Doctoral dissertation

Doctoral researcher developed a human cell-based adipose tissue model

Outi Huttala. Kuva: Maaret Vaani
Cell models developed from human cells can mimic human biology better than animal models. In this dissertation, human cells forming blood vessels and fat cells were combined to develop human adipose tissue models. These models can be utilised in biological, toxicological and pharmacological studies to replace animal experiments.

Due to the increasing obesity problem, interest in studying adipose tissue has increased. Adipose tissue is closely related to various conditions including metabolic syndrome, insulin resistance, type 2 diabetes. Most of the adipose tissue research is still performed with animal models, mostly rodent models. Due to the biological differences between animals and humans, the results obtained with animal models do not depict the biological events in humans. Hence, human cell based models are needed to obtain more accurate results.

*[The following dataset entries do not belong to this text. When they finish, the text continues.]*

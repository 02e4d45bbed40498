//! ARQ（停等重传）测试
//!
//! 发 ACK 请求码取下一条报文；校验和不符时改发 NACK 请求重传。
//! 只有被接受的回合才记录往返时延与重传次数，也只有在被接受的
//! 回合上才检查测试时长：NACK 风暴可以把测试拖过期限，这是
//! 协议本身的约定，不另加看门狗。

use std::time::{Duration, Instant};

use tracing::{debug, info, trace};

use crate::link::{Link, StreamReader};
use crate::output::{self, SampleWriter};
use crate::session::{SessionError, SessionLog};

use super::RESPONSE_STOP;
use super::fields::{ARQ_FCS, ARQ_PAYLOAD};

/// ARQ 测试参数。
#[derive(Debug, Clone)]
pub struct ArqTest {
    /// ACK 请求码（请求下一条报文）。
    pub ack: String,
    /// NACK 请求码（请求重传当前报文）。
    pub nack: String,
    /// 总测试时长。
    pub duration: Duration,
}

/// ARQ 测试累计计数。
#[derive(Debug, Default)]
pub struct ArqReport {
    pub acks_sent: u64,
    pub nacks_sent: u64,
}

/// 下一轮要发的请求码。
#[derive(Debug, Clone, Copy, PartialEq, Eq)]
enum Outgoing {
    Ack,
    Nack,
}

/// 载荷字节的累积异或校验和。
pub fn xor_checksum(payload: &[u8]) -> u8 {
    payload.iter().fold(0, |acc, b| acc ^ b)
}

impl ArqTest {
    pub fn run(
        &self,
        link: &mut dyn Link,
        log: &mut SessionLog,
        latency: &mut SampleWriter,
        repeats_out: &mut SampleWriter,
    ) -> Result<ArqReport, SessionError> {
        log.append(&format!(
            "\nStarting ARQ test ({})\n -ACK:{}\n -NACK:{}\n",
            output::timestamp(),
            self.ack.trim_end(),
            self.nack.trim_end()
        ));
        info!(
            duration_ms = self.duration.as_millis() as u64,
            "▶️  开始 ARQ 测试"
        );

        let started = Instant::now();
        let mut report = ArqReport::default();
        let mut repeats: u64 = 0;
        let mut outgoing = Outgoing::Ack;
        // 往返计时从最近一次 ACK 发出算起；NACK 重传不重置计时。
        let mut send_at = Instant::now();

        let outcome = loop {
            let code = match outgoing {
                Outgoing::Ack => &self.ack,
                Outgoing::Nack => &self.nack,
            };
            if !link.write(code.as_bytes()) {
                break Err(SessionError::WriteFailed {
                    what: "arq request code",
                });
            }
            match outgoing {
                Outgoing::Ack => {
                    send_at = Instant::now();
                    report.acks_sent += 1;
                }
                Outgoing::Nack => {
                    report.nacks_sent += 1;
                    repeats += 1;
                }
            }

            let Some(response) = StreamReader::new(link).read_packet(RESPONSE_STOP) else {
                break Err(SessionError::StreamEnded {
                    expected: "arq stop marker",
                });
            };

            let payload = match ARQ_PAYLOAD.extract(&response) {
                Ok(p) => p,
                Err(e) => break Err(e),
            };
            let received = match ARQ_FCS.extract_u32(&response) {
                Ok(v) => v,
                Err(e) => break Err(e),
            };
            let computed = xor_checksum(payload.as_bytes());

            if u32::from(computed) == received {
                let delay_ms = send_at.elapsed().as_millis() as u64;
                latency.record(delay_ms);
                repeats_out.record(repeats);
                debug!(delay_ms, repeats, "报文通过校验");
                repeats = 0;
                outgoing = Outgoing::Ack;
                if started.elapsed() >= self.duration {
                    break Ok(());
                }
            } else {
                trace!(
                    computed = u32::from(computed),
                    received, "校验和不符，请求重传"
                );
                outgoing = Outgoing::Nack;
            }
        };

        match outcome {
            Ok(()) => {
                log.append(&format!(
                    "\nFinished ARQ test ({})\nACK code sent {} times\nNACK code sent {} times\n",
                    output::timestamp(),
                    report.acks_sent,
                    report.nacks_sent
                ));
                info!(
                    acks = report.acks_sent,
                    nacks = report.nacks_sent,
                    "✅ ARQ 测试完成"
                );
                Ok(report)
            }
            Err(e) => {
                log.append(&format!(
                    "\nAborted ARQ test ({}): {e}\n",
                    output::timestamp()
                ));
                Err(e)
            }
        }
    }
}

This dissertation presented methods for creating blood vessel-like structures, fat cells and a combined fat tissue model from cells derived from adipose tissue and the umbilical cord. Leftover fat tissue from surgical operations provides a vast and ethical source of cells for cell models. Adipose-derived cells can be differentiated to fat cells and with endothelial cells (blood vessel forming cells) obtained from the umbilical cord they can be stimulated to form vessel structures in a laboratory. The three models presented in the dissertation; vasculature, adipocytes and adipose tissue models were analysed to ensure that their properties are the same as in real human tissue.

The results showed that the models have the right features relevant for blood vessels and fat cells. In addition, the results showed that blood vessels influence the insulin responses of adipose tissue. This result merits further studies of specific mechanisms behind this effect.

The cell models produced in this dissertation are useful for biological, toxicological and pharmacological studies. In the future, these models could be modified to mimic disturbances in adipose tissue, such as inflammation and related diseases including type 2 diabetes.

The researcher, Outi Huttala, was born in Hausjärvi. She is conducting research in the cell biology group led by Professor Timo Ylikomi and at FICAM, which is directed by Professor Tuula Heinonen, at Tampere University.

The doctoral dissertation of MSc Outi Huttala in the field of cell biology Human In Vitro Vascularization, Adipocytes and Vascularized Adipose Tissue: Three relevant models for studies of vascularization, adipocytes and their interaction will be publicly examined in the Faculty of Medicine and Health Technology at Tampere University on Thursday 27th June 2019 at 12 o'clock in the auditorium F114 of the Arvo building, Arvo Ylpön katu 34. The opponent is Professor Michael Raghunath from the ZHAW Zurich University of Applied Sciences. Professor Timo Ylikomi from Tampere University will be the custos.